The rules regarding a stableman's lien vary from state to state. Find an equine lawyer like SR and Maura suggested and make sure they are know about the laws in your state.


Curious, who has been paying for the hoof care and vet care the horse receives?


----------



## mls

My bet is there is no contract.

In a he said/she said situation, the judge will side with the party that has the burden of proof. Do you have all of your receipts, etc to prove you have been providing for the horse?


----------



## sierrams1123

Being as I work for law enforcement I know that deputies will point you in the right direction.


----------



## Alwaysbehind

I would say that you and your co-workers are the exception, not the norm.


----------



## sierrams1123

It is most likely going to be seen as a civil matter so you will probably end up talking with magistrate court, so if for some reason you are not able to speak with an officer then call magistrate.


----------



## Alwaysbehind

Sierrams, your use of the word magistrate makes me believe you are not from the US. That might be why we have differing opinions on how to deal with this.

The OP is from Oklahoma. Calling the police or the court system will not really do her any good unless she happens to get in touch with someone who works there that also owns a boarding barn.


----------



## iridehorses

Alwaysbehind said:


> Sierrams, your use of the word magistrate makes me believe you are not from the US.


Not necessarily true. In SC we use Magistrates in place of Judges for civil matters up to $7,500.

In this case, as in others I've seen, you need to get a lien against the owner then you can either sell the horse or take ownership legally.


----------



## Alwaysbehind

iridehorses said:


> In this case, as in others I've seen, you need to get a lien against the owner then you can either sell the horse or take ownership legally.

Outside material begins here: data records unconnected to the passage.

//! Calendar backend contract and an in-memory implementation

use async_trait::async_trait;
use chrono::{DateTime, Datelike, Days, Duration, FixedOffset, NaiveTime, Timelike, Weekday};
use parking_lot::Mutex;
use serde::{Deserialize, Serialize};

use crate::error::{Error, Result};

/// A stored calendar event
#[derive(Debug, Clone, PartialEq, Eq, Serialize, Deserialize)]
pub struct CalendarEvent {
    pub id: String,
    pub title: String,
    pub start: DateTime<FixedOffset>,
    pub end: DateTime<FixedOffset>,
    #[serde(default)]
    pub attendees: Vec<String>,
    #[serde(default, skip_serializing_if = "Option::is_none")]
    pub description: Option<String>,
    pub link: String,
}

impl CalendarEvent {
    pub fn duration_minutes(&self) -> i64 {
        (self.end - self.start).num_minutes()
    }

    fn overlaps(&self, start: DateTime<FixedOffset>, end: DateTime<FixedOffset>) -> bool {
        self.start < end && start < self.end
    }
}

/// Request to create an event
#[derive(Debug, Clone, PartialEq, Eq, Serialize, Deserialize)]
pub struct NewEvent {
    pub title: String,
    pub start: DateTime<FixedOffset>,
    pub duration_minutes: u32,
    #[serde(default)]
    pub attendees: Vec<String>,
    #[serde(default)]
    pub description: Option<String>,
}

/// Partial update; `None` leaves a field unchanged
#[derive(Debug, Clone, Default, PartialEq, Eq, Serialize, Deserialize)]
pub struct EventUpdate {
    pub title: Option<String>,
    pub start: Option<DateTime<FixedOffset>>,
    pub duration_minutes: Option<u32>,
}

impl EventUpdate {
    pub fn is_empty(&self) -> bool {
        self.title.is_none() && self.start.is_none() && self.duration_minutes.is_none()
    }
}

#[derive(Debug, Clone, PartialEq, Eq, Serialize, Deserialize)]
pub struct ConflictReport {
    pub has_conflicts: bool,
    pub conflicts: Vec<CalendarEvent>,
}

#[derive(Debug, Clone, Copy, PartialEq, Eq, Serialize, Deserialize)]
pub struct FreeSlot {
    pub start: DateTime<FixedOffset>,
    pub end: DateTime<FixedOffset>,
}

/// Operations every calendar backend provides.
///
/// Tools hold an `Arc<dyn CalendarBackend>` chosen at construction time, so the
/// loop never knows whether it is talking to memory, a REST API or a relay.
#[async_trait]
pub trait CalendarBackend: Send + Sync {
    async fn create_event(&self, event: NewEvent) -> Result<CalendarEvent>;

    /// Events starting in `[from, from + days_ahead)`, earliest first
    async fn list_events(&self, from: DateTime<FixedOffset>, days_ahead: u32, limit: usize) -> Result<Vec<CalendarEvent>>;

    async fn check_conflicts(&self, start: DateTime<FixedOffset>, duration_minutes: u32) -> Result<ConflictReport>;

    async fn update_event(&self, id: &str, update: EventUpdate) -> Result<CalendarEvent>;

    /// Returns false when no event had that id
    async fn delete_event(&self, id: &str) -> Result<bool>;

    /// Case-insensitive title/description match within the window
    async fn search_events(&self, query: &str, from: DateTime<FixedOffset>, days_ahead: u32) -> Result<Vec<CalendarEvent>>;

    /// Open weekday slots between 09:00 and 17:00 in `from`'s offset
    async fn find_free_time(
        &self,
        from: DateTime<FixedOffset>,
        duration_minutes: u32,
        days_ahead: u32,
        limit: usize,
    ) -> Result<Vec<FreeSlot>>;
}

const WORKDAY_START_HOUR: u32 = 9;
const WORKDAY_END_HOUR: u32 = 17;
const SLOT_STEP_MINUTES: i64 = 30;
const MAX_FREE_TIME_DAYS: u32 = 366;

/// Mutex-guarded event list
#[derive(Debug, Default)]
pub struct InMemoryCalendar {
    events: Mutex<Vec<CalendarEvent>>,
}

impl InMemoryCalendar {
    pub fn new() -> Self {
        Self::default()
    }

    /// Start from a previously saved snapshot
    pub fn from_events(events: Vec<CalendarEvent>) -> Self {
        Self {
            events: Mutex::new(events),
        }
    }

    /// Copy of every stored event
    pub fn snapshot(&self) -> Vec<CalendarEvent> {
        self.events.lock().clone()
    }

    fn window(
        &self,
        from: DateTime<FixedOffset>,
        days_ahead: u32,
        filter: impl Fn(&CalendarEvent) -> bool,
    ) -> Result<Vec<CalendarEvent>> {
        let until = from
            .checked_add_signed(Duration::days(i64::from(days_ahead)))
            .ok_or_else(|| Error::Calendar(format!("{} days ahead is out of range", days_ahead)))?;
        let mut found: Vec<CalendarEvent> = self
            .events
            .lock()
            .iter()
            .filter(|e| e.end > from && e.start < until && filter(e))
            .cloned()
            .collect();
        found.sort_by_key(|e| e.start);
        Ok(found)
    }
}

#[async_trait]
impl CalendarBackend for InMemoryCalendar {
    async fn create_event(&self, event: NewEvent) -> Result<CalendarEvent> {
        if event.title.trim().is_empty() {
            return Err(Error::Calendar("event title is empty".to_string()));
        }

        let id = uuid::Uuid::new_v4().simple().to_string();
        let created = CalendarEvent {
            link: format!("https://meet.huddle.local/{}", &id[..12]),
            id,
            title: event.title,
            start: event.start,
            end: event.start + Duration::minutes(i64::from(event.duration_minutes)),
            attendees: event.attendees,
            description: event.description,
        };

        tracing::debug!(id = %created.id, title = %created.title, "created event");
        self.events.lock().push(created.clone());
        Ok(created)
    }

    async fn list_events(&self, from: DateTime<FixedOffset>, days_ahead: u32, limit: usize) -> Result<Vec<CalendarEvent>> {
        let mut events = self.window(from, days_ahead, |_| true)?;
        events.truncate(limit);
        Ok(events)
    }

    async fn check_conflicts(&self, start: DateTime<FixedOffset>, duration_minutes: u32) -> Result<ConflictReport> {
        let end = start + Duration::minutes(i64::from(duration_minutes));
        let mut conflicts: Vec<CalendarEvent> = self
            .events
            .lock()
            .iter()
            .filter(|e| e.overlaps(start, end))
            .cloned()
            .collect();
        conflicts.sort_by_key(|e| e.start);

        Ok(ConflictReport {
            has_conflicts: !conflicts.is_empty(),
            conflicts,
        })
    }

    async fn update_event(&self, id: &str, update: EventUpdate) -> Result<CalendarEvent> {
        let mut events = self.events.lock();
        let event = events
            .iter_mut()
            .find(|e| e.id == id)
            .ok_or_else(|| Error::Calendar(format!("no event with id '{}'", id)))?;

        let duration = update
            .duration_minutes
            .map(|m| Duration::minutes(i64::from(m)))
            .unwrap_or(event.end - event.start);
        if let Some(title) = update.title {
            event.title = title;
        }
        if let Some(start) = update.start {
            event.start = start;
        }
        event.end = event.start + duration;

        Ok(event.clone())
    }

    async fn delete_event(&self, id: &str) -> Result<bool> {
        let mut events = self.events.lock();
        let before = events.len();
        events.retain(|e| e.id != id);
        Ok(events.len() != before)
    }

    async fn search_events(&self, query: &str, from: DateTime<FixedOffset>, days_ahead: u32) -> Result<Vec<CalendarEvent>> {
        let needle = query.trim().to_lowercase();
        self.window(from, days_ahead, |e| {
            e.title.to_lowercase().contains(&needle)
                || e.description
                    .as_deref()
                    .is_some_and(|d| d.to_lowercase().contains(&needle))
        })
    }

    async fn find_free_time(
        &self,
        from: DateTime<FixedOffset>,
        duration_minutes: u32,
        days_ahead: u32,
        limit: usize,
    ) -> Result<Vec<FreeSlot>> {
        if limit == 0 {
            return Ok(vec![]);
        }

        let days_ahead = days_ahead.min(MAX_FREE_TIME_DAYS);
        let length = Duration::minutes(i64::from(duration_minutes.max(1)));
        let busy = self.window(from, days_ahead + 1, |_| true)?;
        let mut slots = vec![];

        for day in 0..=u64::from(days_ahead) {
            let Some(date) = from.date_naive().checked_add_days(Days::new(day)) else {
                break;
            };
            if matches!(date.weekday(), Weekday::Sat | Weekday::Sun) {
                continue;
            }

            let (Some(open), Some(close)) = (
                NaiveTime::from_hms_opt(WORKDAY_START_HOUR, 0, 0),
                NaiveTime::from_hms_opt(WORKDAY_END_HOUR, 0, 0),
            ) else {
                continue;
            };
            let Some(mut cursor) = date.and_time(open).and_local_timezone(*from.offset()).single() else {
                continue;
            };
            let Some(day_end) = date.and_time(close).and_local_timezone(*from.offset()).single() else {
                continue;
            };

            if cursor < from {
                // round up to the next half hour
                let past = i64::from(from.minute() % 30);
                cursor = from - Duration::minutes(past) - Duration::seconds(i64::from(from.second()));
                if past > 0 || from.second() > 0 {
                    cursor += Duration::minutes(SLOT_STEP_MINUTES);
                }
            }

            while cursor + length <= day_end {
                let end = cursor + length;
                if !busy.iter().any(|e| e.overlaps(cursor, end)) {
                    slots.push(FreeSlot { start: cursor, end });
                    if slots.len() >= limit {
                        return Ok(slots);
                    }
                    cursor = end;
                } else {
                    cursor += Duration::minutes(SLOT_STEP_MINUTES);
                }
            }
        }

        Ok(slots)
    }
}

See, that is where knowing the state specific rules comes in. Some states do not allow you to take ownership. The horse has to be sold at a public sale.


----------



## Peppy Barrel Racing

Ok and I have kept my feed receipts and I can also show proof through my bank statements. Unfortunately the contract is verbal but I have text messages conversations about what to pay and what i expect. Besides even if I didn't have alot of receipts the proof of care is in the photos. I have been feeding and taking on the full burden of his care, like farrier service and medical needs, since september of last year.


----------



## gigem88

You could try and talk to your county livestock agent.


----------



## Dresden

On the subject of proof, do you have actual evidence such as a time stamp as to when the photos were taken? Photos actually don't prove much if you don't have proof that the first one wasn't the last taken...if that makes sense...
_Posted via Mobile Device_


----------



## ShutUpJoe

This is honestly what I would do. I would contact the previous owner of the horse. I would tell him that if he signs over ownership to you you will forgive him for the money that he owes. I would calculate how much he owes you. Including all care and boarding cost. You said $40 per month and he paid you $100. But he was responsible for grain. Plus you've probably paid for farrier, worming and other things??? So that's probably more than $800 that he owes you. Show him the calculations you came up with. Tell him he's got 30 days to pay you the money or sign over ownership. I doubt he can come up with the money since you said that he is having financial difficulties. So he'll more than likely just sign the horse over to you and it will legally be yours. Otherwise you MIGHT have to sell this guy at auction, like someone else said, which means you'll have to run him through the sale and bid on him and you'll be out some cash. Talking to a lawyer might help. Because after so many days of abandoning your property with someone the property is no longer yours. But I'm not sure if that applies to animals. I know you can take him to court and more than likely they will reward the animal to you.


----------



## Peppy Barrel Racing

Thanks for the advice everyone I really appreciate it. I considered the trying to get ahold of the guy but he hasn't answered my calls or texts so I dunno. I'm thinking he thinks he is just leaving him to me in his head. I dunno I looked at equine lawyers on the Internet today. The pictures aren't time stamped but it's obvious that he has a winter coat and a summer coat. I think I can get dates from my text messages aswell.
_Posted via Mobile Device_


----------



## Alwaysbehind

http://asci.uvm.edu/equine/law/srv_lien/ok_srv.htm


----------



## Celeste

I would think about running an ad in the local paper stating that your board is $10 per day or some other fee. If he tries to collect the horse, have a copy of this ad as well as dates as to when you took possession of the horse. 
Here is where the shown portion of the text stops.